Auburn resident Jerry Galland’s blog may have helped defeat the recent annexation attempt. He advertised votenoannexation.blogspot.com by adorning the roof of his car with a sign similar to a pizza delivery driver. With no real rival from the other side, the blog carried a makeshift torch for the anti-annexation “movement.”
Blogs also fuel political discourse. In Western Washington, liberals voice their views on www.washblog.org while conservatives comment on www.soundpolitics.org, for example. In addition to rants about public figures, these sounding boards often present original reporting and interviews.
Local resident Jonathan Gardner established the Federal Way Conservative (http://fwcon.wordpress.com/), whose title page is topped with the mantra “I’m not going to let the Seattle Times speak for me.” The site brims with Gardner’s right-leaning musings on topics including government, global warming and morality.
Eric Schuler, 33, started federalwayblog.com to learn more about the South King County area. Four years ago, Schuler moved to Federal Way from West Seattle. He also regularly checks a blog on West Seattle to keep up on happenings in his former stomping grounds.
He set up the Federal Way blog in August. His post on a new sushi restaurant has attracted the most Web traffic so far, he said.
“It would be neat if we could all collaborate,” Schuler said about the collection of Federal Way bloggers. “We’re all detached.”
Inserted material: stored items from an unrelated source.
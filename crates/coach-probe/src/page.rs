//! The page surface every validator and scenario is written against.
//!
//! [`crate::Browser`] pages (feature `browser`) drive Chromium over CDP;
//! [`crate::mock::MockPage`] answers the same calls from an in-memory model.

use async_trait::async_trait;

use crate::locator::{ElementSnapshot, Selector};
use crate::result::ProbeResult;
use crate::viewport::Viewport;

/// A single browser tab owned by one scenario
#[async_trait]
pub trait PageHandle: Send + Sync {
    /// Navigate to a URL and wait for the load event
    async fn goto(&self, url: &str) -> ProbeResult<()>;

    /// Snapshot every element matching `selector` (empty when none match)
    async fn query_all(&self, selector: &Selector) -> ProbeResult<Vec<ElementSnapshot>>;

    /// Replace the value of the first matching input with `text`
    async fn fill(&self, selector: &Selector, text: &str) -> ProbeResult<()>;

    /// Click the first matching element
    async fn click(&self, selector: &Selector) -> ProbeResult<()>;

    /// Current viewport size
    async fn viewport(&self) -> ProbeResult<Viewport>;

    /// Resize the viewport
    async fn set_viewport(&self, viewport: &Viewport) -> ProbeResult<()>;

    /// PNG screenshot of the visible viewport
    async fn screenshot(&self) -> ProbeResult<Vec<u8>>;

    /// Serialized HTML of the current document
    async fn content(&self) -> ProbeResult<String>;

    /// Close the page and release whatever isolation it was opened in
    async fn close(&self) -> ProbeResult<()>;
}

/// Opens a fresh, isolated page per scenario attempt
#[async_trait]
pub trait PageFactory: Send + Sync {
    /// Page type produced
    type Page: PageHandle;

    /// Open a new page
    async fn new_page(&self) -> ProbeResult<Self::Page>;
}
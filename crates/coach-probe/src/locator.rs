//! Selectors, element snapshots, and prioritized selector fallback chains.
//!
//! The Decision Coach markup is not a fixed contract between releases, so every
//! element the suite cares about is located through a [`SelectorChain`]: an
//! ordered list of selectors tried in sequence, stopping at the first one that
//! matches.

use serde::{Deserialize, Serialize};
use std::collections::HashMap;
use std::fmt;

use crate::page::PageHandle;
use crate::result::ProbeResult;

/// A point in 2D space
#[derive(Debug, Clone, Copy, PartialEq, Serialize, Deserialize)]
pub struct Point {
    /// X coordinate
    pub x: f64,
    /// Y coordinate
    pub y: f64,
}

impl Point {
    /// Create a new point
    #[must_use]
    pub const fn new(x: f64, y: f64) -> Self {
        Self { x, y }
    }
}

/// Bounding box for an element, in CSS pixels relative to the viewport
#[derive(Debug, Clone, Copy, PartialEq, Serialize, Deserialize)]
pub struct BoundingBox {
    /// X position
    pub x: f64,
    /// Y position
    pub y: f64,
    /// Width
    pub width: f64,
    /// Height
    pub height: f64,
}

impl BoundingBox {
    /// Create a new bounding box
    #[must_use]
    pub const fn new(x: f64, y: f64, width: f64, height: f64) -> Self {
        Self {
            x,
            y,
            width,
            height,
        }
    }

    /// Get the center point
    #[must_use]
    pub fn center(&self) -> Point {
        Point::new(self.x + self.width / 2.0, self.y + self.height / 2.0)
    }

    /// Whether the box occupies any area
    #[must_use]
    pub fn has_area(&self) -> bool {
        self.width > 0.0 && self.height > 0.0
    }
}

/// Selector type for locating elements
#[derive(Debug, Clone, PartialEq, Eq, Serialize, Deserialize)]
#[serde(rename_all = "snake_case")]
pub enum Selector {
    /// CSS selector (e.g., "button[type=submit]")
    Css(String),
    /// Test ID selector (data-testid attribute)
    TestId(String),
    /// CSS selector filtered by text content
    CssWithText {
        /// Base CSS selector
        css: String,
        /// Text content to match
        text: String,
    },
}

impl Selector {
    /// Create a CSS selector
    #[must_use]
    pub fn css(selector: impl Into<String>) -> Self {
        Self::Css(selector.into())
    }

    /// Create a test ID selector
    #[must_use]
    pub fn test_id(id: impl Into<String>) -> Self {
        Self::TestId(id.into())
    }

    /// Create a CSS selector filtered by text
    #[must_use]
    pub fn css_with_text(css: impl Into<String>, text: impl Into<String>) -> Self {
        Self::CssWithText {
            css: css.into(),
            text: text.into(),
        }
    }

    /// The equivalent CSS selector, if this selector can be expressed as one
    #[must_use]
    pub fn as_css(&self) -> Option<String> {
        match self {
            Self::Css(s) => Some(s.clone()),
            Self::TestId(id) => Some(format!("[data-testid={id:?}]")),
            Self::CssWithText { .. } => None,
        }
    }

    /// JavaScript expression yielding an array of every matching element
    #[must_use]
    pub fn to_query_all(&self) -> String {
        match self {
            Self::Css(s) => format!("Array.from(document.querySelectorAll({s:?}))"),
            Self::TestId(id) => {
                format!("Array.from(document.querySelectorAll('[data-testid={id:?}]'))")
            }
            Self::CssWithText { css, text } => format!(
                "Array.from(document.querySelectorAll({css:?})) \
                 .filter(el => el.textContent.includes({text:?}))"
            ),
        }
    }

    /// JavaScript expression serializing every match into [`ElementSnapshot`] JSON
    #[must_use]
    pub fn to_snapshot_query(&self) -> String {
        format!(
            r"(() => {{
    const nodes = {};
    return nodes.map(el => {{
        const rect = el.getBoundingClientRect();
        const style = window.getComputedStyle(el);
        const rendered = el.getClientRects().length > 0;
        const attributes = {{}};
        for (const attr of el.attributes) {{ attributes[attr.name] = attr.value; }}
        const parent = el.parentElement;
        return {{
            tag: el.tagName.toLowerCase(),
            text: (el.innerText || el.textContent || '').trim(),
            context_text: parent ? (parent.innerText || parent.textContent || '').trim() : '',
            attributes,
            visible: rendered && rect.width > 0 && rect.height > 0
                && style.visibility !== 'hidden' && style.display !== 'none',
            enabled: !el.disabled && el.getAttribute('aria-disabled') !== 'true',
            bounding_box: rendered
                ? {{ x: rect.x, y: rect.y, width: rect.width, height: rect.height }}
                : null,
        }};
    }});
}})()",
            self.to_query_all()
        )
    }
}

impl fmt::Display for Selector {
    fn fmt(&self, f: &mut fmt::Formatter<'_>) -> fmt::Result {
        match self {
            Self::Css(s) => write!(f, "css={s}"),
            Self::TestId(id) => write!(f, "testid={id}"),
            Self::CssWithText { css, text } => write!(f, "css={css} >> text={text}"),
        }
    }
}

/// Serializable view of one DOM element at the moment it was queried
#[derive(Debug, Clone, Default, PartialEq, Serialize, Deserialize)]
pub struct ElementSnapshot {
    /// Lowercase tag name
    #[serde(default)]
    pub tag: String,
    /// Rendered text of the element itself
    pub text: String,
    /// Rendered text of the element's parent container
    #[serde(default)]
    pub context_text: String,
    /// All attributes on the element
    #[serde(default)]
    pub attributes: HashMap<String, String>,
    /// Rendered with area and not hidden by CSS
    pub visible: bool,
    /// Not disabled
    #[serde(default = "default_enabled")]
    pub enabled: bool,
    /// Client rect, absent when the element is not rendered
    #[serde(default)]
    pub bounding_box: Option<BoundingBox>,
}

const fn default_enabled() -> bool {
    true
}

impl ElementSnapshot {
    /// Look up an attribute value
    #[must_use]
    pub fn attribute(&self, name: &str) -> Option<&str> {
        self.attributes.get(name).map(String::as_str)
    }

    /// Whether the element is an `h1`..`h6` heading
    #[must_use]
    pub fn is_heading(&self) -> bool {
        matches!(self.tag.as_str(), "h1" | "h2" | "h3" | "h4" | "h5" | "h6")
    }

    /// Text used for content checks.
    ///
    /// A heading stands in for the container it titles, so its parent's text is
    /// used; so is the parent's text of an element with no text of its own.
    /// Any other element is judged on its own text only.
    #[must_use]
    pub fn content_text(&self) -> &str {
        let own = self.text.trim();
        if self.is_heading() || own.is_empty() {
            let context = self.context_text.trim();
            if !context.is_empty() {
                return context;
            }
        }
        own
    }
}

/// A selector that matched, together with the element it resolved to
#[derive(Debug, Clone)]
pub struct Resolved {
    /// The selector from the chain that matched
    pub selector: Selector,
    /// The matched element
    pub element: ElementSnapshot,
}

/// Ordered list of selectors tried until one matches
#[derive(Debug, Clone, PartialEq, Eq, Serialize, Deserialize)]
pub struct SelectorChain {
    /// Human-readable name used in errors and logs
    pub name: String,
    /// Selectors in priority order
    pub selectors: Vec<Selector>,
}

impl SelectorChain {
    /// Create a chain
    #[must_use]
    pub fn new(name: impl Into<String>, selectors: Vec<Selector>) -> Self {
        Self {
            name: name.into(),
            selectors,
        }
    }

    /// Append a lower-priority fallback
    #[must_use]
    pub fn or(mut self, selector: Selector) -> Self {
        self.selectors.push(selector);
        self
    }

    /// First selector that resolves to a visible element
    pub async fn first_visible<P: PageHandle + ?Sized>(
        &self,
        page: &P,
    ) -> ProbeResult<Option<Resolved>> {
        for selector in &self.selectors {
            let matches = page.query_all(selector).await?;
            if let Some(element) = matches.into_iter().find(|e| e.visible) {
                tracing::debug!(chain = %self.name, %selector, "resolved visible element");
                return Ok(Some(Resolved {
                    selector: selector.clone(),
                    element,
                }));
            }
        }
        tracing::debug!(chain = %self.name, "no visible element for any selector");
        Ok(None)
    }

    /// First selector that matches at least one element, with all of its matches
    pub async fn first_matching<P: PageHandle + ?Sized>(
        &self,
        page: &P,
    ) -> ProbeResult<Option<(Selector, Vec<ElementSnapshot>)>> {
        for selector in &self.selectors {
            let matches = page.query_all(selector).await?;
            if !matches.is_empty() {
                tracing::debug!(
                    chain = %self.name,
                    %selector,
                    count = matches.len(),
                    "selector matched"
                );
                return Ok(Some((selector.clone(), matches)));
            }
        }
        Ok(None)
    }

    /// First selector yielding an element with a bounding box
    pub async fn first_with_box<P: PageHandle + ?Sized>(
        &self,
        page: &P,
    ) -> ProbeResult<Option<(Selector, BoundingBox)>> {
        for selector in &self.selectors {
            let matches = page.query_all(selector).await?;
            if let Some(bbox) = matches.iter().find_map(|e| e.bounding_box) {
                return Ok(Some((selector.clone(), bbox)));
            }
        }
        Ok(None)
    }

    /// Comma-separated selector list for error messages
    #[must_use]
    pub fn describe(&self) -> String {
        let tried: Vec<String> = self.selectors.iter().map(ToString::to_string).collect();
        format!("{} (tried: {})", self.name, tried.join(", "))
    }
}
Newspapers gradually jumped on the blogging bandwagon. Editors and reporters often post informal entries on hot topics and issues that supplement their formal print coverage.
When seeking opinions on Federal Way, even The Mirror ventured into the blogosphere. Friends of the Hylebos executive director and guest columnist Chris Carrel’s quirky blog entries about his favorite Federal Way things eventually found their way into The Mirror’s print edition. These two mediums may be different, but the message inspired by this lifelong resident’s hometown resonates with readers who want to know more on Federal Way.
While the Internet makes “self-publishing” a possibility for the masses, we must compare this phenomenon to advances in higher education.
At one time, college was reserved for the higher classes who had the money to pay for it. Today, attending college is more of a necessity than a luxury.
Similarly, blogs now allow anyone to emulate the press and deliver a raw message straight to the public via a computer screen.
Like the common tool of higher education, a blog’s worth all depends on how people use it.